Task brief
When you spot the word "ChatProvider" in a line of the data below, copy that line.

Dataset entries
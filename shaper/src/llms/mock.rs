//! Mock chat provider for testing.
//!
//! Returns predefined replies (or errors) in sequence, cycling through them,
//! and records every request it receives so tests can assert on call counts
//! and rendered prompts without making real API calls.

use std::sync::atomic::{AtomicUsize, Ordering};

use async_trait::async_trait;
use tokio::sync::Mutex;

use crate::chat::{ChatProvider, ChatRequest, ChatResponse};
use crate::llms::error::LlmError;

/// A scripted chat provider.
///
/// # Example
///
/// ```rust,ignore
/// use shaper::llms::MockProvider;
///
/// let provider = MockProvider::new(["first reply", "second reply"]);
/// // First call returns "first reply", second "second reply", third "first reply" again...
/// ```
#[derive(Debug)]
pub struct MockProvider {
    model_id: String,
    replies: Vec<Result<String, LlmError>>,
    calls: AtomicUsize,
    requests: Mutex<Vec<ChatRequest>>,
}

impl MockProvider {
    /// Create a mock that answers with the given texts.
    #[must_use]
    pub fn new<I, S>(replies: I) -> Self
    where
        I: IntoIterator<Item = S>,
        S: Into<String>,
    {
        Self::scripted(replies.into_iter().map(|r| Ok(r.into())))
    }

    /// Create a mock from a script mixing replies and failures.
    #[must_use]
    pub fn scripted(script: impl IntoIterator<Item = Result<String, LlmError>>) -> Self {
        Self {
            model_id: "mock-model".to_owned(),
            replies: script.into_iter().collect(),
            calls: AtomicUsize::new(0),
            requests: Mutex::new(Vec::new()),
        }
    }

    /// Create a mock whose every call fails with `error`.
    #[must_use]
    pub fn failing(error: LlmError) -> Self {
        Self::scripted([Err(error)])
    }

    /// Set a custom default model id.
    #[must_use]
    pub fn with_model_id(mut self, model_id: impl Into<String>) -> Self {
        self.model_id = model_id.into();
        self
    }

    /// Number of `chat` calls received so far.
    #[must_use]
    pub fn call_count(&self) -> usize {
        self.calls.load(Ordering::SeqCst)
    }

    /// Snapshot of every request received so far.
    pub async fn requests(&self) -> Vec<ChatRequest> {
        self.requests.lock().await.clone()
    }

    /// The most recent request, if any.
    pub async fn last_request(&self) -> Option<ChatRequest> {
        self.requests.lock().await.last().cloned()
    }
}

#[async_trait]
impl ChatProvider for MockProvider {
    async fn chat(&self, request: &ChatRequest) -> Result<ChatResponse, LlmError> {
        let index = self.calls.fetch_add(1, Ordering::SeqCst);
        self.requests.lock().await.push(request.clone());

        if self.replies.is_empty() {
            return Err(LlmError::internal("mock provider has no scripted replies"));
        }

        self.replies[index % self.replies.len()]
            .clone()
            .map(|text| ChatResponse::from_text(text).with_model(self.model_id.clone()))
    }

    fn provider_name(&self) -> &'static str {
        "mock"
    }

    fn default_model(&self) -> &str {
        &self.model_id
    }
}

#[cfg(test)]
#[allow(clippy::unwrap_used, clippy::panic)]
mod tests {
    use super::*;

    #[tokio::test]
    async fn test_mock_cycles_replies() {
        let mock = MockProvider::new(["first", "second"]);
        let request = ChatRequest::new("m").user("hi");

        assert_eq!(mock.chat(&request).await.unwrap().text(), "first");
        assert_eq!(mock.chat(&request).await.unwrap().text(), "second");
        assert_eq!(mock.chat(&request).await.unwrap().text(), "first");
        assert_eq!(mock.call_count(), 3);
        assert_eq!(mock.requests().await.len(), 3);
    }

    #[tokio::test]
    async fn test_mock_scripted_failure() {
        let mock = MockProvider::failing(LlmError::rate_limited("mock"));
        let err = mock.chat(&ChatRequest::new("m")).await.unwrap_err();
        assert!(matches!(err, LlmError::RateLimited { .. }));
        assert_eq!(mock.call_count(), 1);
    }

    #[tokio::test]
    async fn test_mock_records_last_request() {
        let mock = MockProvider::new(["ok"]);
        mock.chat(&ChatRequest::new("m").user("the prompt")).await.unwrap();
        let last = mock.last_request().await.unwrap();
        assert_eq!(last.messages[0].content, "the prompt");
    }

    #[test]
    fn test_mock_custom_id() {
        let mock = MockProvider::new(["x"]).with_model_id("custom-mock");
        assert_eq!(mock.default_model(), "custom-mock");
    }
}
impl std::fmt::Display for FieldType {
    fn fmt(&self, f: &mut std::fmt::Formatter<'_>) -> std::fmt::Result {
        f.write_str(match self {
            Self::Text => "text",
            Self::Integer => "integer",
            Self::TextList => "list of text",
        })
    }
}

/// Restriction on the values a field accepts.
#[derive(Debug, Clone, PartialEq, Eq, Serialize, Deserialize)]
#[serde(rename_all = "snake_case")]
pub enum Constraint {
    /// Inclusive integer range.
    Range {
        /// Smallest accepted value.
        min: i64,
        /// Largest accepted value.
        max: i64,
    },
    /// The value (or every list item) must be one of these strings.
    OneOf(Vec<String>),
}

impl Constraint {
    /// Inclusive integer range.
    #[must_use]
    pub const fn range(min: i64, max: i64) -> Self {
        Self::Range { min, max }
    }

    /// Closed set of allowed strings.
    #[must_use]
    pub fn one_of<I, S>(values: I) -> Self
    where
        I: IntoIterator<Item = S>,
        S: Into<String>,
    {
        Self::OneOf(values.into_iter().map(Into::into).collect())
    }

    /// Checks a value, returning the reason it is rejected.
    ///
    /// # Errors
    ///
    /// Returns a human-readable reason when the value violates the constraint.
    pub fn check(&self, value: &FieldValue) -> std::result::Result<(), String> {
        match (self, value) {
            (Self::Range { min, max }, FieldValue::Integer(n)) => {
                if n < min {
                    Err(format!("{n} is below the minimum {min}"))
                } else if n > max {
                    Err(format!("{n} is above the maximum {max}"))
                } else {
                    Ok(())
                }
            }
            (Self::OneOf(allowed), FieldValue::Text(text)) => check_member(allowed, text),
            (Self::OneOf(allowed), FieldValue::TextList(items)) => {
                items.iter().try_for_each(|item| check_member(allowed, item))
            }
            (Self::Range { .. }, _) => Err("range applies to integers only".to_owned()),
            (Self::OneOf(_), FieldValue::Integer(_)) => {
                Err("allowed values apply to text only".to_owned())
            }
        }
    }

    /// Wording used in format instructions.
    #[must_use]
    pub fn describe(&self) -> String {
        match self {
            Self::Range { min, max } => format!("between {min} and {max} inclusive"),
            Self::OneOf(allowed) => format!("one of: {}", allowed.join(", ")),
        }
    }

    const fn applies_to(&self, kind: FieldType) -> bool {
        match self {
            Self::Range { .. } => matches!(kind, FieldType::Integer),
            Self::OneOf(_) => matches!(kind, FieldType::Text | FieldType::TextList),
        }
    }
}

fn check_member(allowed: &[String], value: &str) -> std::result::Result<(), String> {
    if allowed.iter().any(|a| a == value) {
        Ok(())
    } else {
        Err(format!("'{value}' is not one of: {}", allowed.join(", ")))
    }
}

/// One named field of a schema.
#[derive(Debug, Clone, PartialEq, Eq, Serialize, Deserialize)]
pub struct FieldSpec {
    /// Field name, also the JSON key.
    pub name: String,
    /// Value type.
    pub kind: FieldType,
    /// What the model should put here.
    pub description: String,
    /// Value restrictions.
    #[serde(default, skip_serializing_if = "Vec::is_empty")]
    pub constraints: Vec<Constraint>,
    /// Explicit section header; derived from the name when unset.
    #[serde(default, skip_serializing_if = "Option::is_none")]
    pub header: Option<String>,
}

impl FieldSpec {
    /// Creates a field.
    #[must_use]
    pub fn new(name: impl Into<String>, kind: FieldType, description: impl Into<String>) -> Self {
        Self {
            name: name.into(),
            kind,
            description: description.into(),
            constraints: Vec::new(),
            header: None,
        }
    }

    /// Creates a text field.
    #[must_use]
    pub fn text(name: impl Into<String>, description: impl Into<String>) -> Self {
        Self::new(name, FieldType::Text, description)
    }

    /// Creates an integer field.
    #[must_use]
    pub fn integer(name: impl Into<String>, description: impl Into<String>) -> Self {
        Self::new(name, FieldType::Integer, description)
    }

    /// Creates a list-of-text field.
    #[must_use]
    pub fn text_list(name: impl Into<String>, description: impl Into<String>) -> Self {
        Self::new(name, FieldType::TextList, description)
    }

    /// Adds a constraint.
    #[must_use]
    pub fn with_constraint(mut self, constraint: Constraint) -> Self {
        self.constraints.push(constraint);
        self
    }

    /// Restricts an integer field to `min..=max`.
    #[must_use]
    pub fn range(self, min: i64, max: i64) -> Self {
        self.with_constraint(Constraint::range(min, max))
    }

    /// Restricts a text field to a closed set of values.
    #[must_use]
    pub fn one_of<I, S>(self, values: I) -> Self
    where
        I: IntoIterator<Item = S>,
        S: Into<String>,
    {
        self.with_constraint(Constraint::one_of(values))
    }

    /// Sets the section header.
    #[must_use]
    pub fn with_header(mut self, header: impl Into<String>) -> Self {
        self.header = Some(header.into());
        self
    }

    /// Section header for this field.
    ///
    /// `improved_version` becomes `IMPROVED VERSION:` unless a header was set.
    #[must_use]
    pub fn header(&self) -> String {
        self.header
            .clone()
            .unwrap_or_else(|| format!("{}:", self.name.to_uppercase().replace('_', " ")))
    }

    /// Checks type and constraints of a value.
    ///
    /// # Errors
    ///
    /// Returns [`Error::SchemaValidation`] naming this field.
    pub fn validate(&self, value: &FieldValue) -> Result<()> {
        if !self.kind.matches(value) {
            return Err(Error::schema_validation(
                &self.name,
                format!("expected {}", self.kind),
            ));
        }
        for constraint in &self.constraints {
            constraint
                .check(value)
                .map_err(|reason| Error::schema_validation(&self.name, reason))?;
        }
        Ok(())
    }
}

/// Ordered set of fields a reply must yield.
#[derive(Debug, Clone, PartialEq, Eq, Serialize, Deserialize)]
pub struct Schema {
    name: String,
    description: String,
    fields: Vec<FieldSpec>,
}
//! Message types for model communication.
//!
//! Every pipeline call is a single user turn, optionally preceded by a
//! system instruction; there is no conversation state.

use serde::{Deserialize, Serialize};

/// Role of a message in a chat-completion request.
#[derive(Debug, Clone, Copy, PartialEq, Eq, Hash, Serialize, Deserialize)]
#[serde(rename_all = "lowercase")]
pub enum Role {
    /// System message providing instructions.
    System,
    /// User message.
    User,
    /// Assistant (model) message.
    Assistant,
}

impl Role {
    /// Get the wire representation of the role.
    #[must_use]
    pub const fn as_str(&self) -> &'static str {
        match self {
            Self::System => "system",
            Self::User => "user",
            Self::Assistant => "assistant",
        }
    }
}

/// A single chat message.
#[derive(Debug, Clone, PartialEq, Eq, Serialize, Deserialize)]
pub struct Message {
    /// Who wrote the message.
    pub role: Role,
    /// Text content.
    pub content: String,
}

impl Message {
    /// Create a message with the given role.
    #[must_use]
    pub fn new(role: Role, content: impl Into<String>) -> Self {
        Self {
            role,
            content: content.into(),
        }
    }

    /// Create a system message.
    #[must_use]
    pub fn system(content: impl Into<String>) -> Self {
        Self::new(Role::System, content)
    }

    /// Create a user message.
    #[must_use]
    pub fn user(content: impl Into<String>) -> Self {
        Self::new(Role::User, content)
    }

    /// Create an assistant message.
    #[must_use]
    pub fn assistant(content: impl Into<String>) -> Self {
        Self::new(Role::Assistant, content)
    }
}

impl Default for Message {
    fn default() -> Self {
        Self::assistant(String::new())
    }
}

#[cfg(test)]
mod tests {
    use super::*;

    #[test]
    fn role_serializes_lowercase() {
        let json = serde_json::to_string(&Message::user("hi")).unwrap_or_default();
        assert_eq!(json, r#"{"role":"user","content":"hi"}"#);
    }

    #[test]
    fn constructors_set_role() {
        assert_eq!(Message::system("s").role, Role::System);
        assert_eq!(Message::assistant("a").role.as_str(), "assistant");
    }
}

Answer for the task
use crate::chat::{ChatProvider, ChatRequest, ChatResponse};
impl ChatProvider for MockProvider {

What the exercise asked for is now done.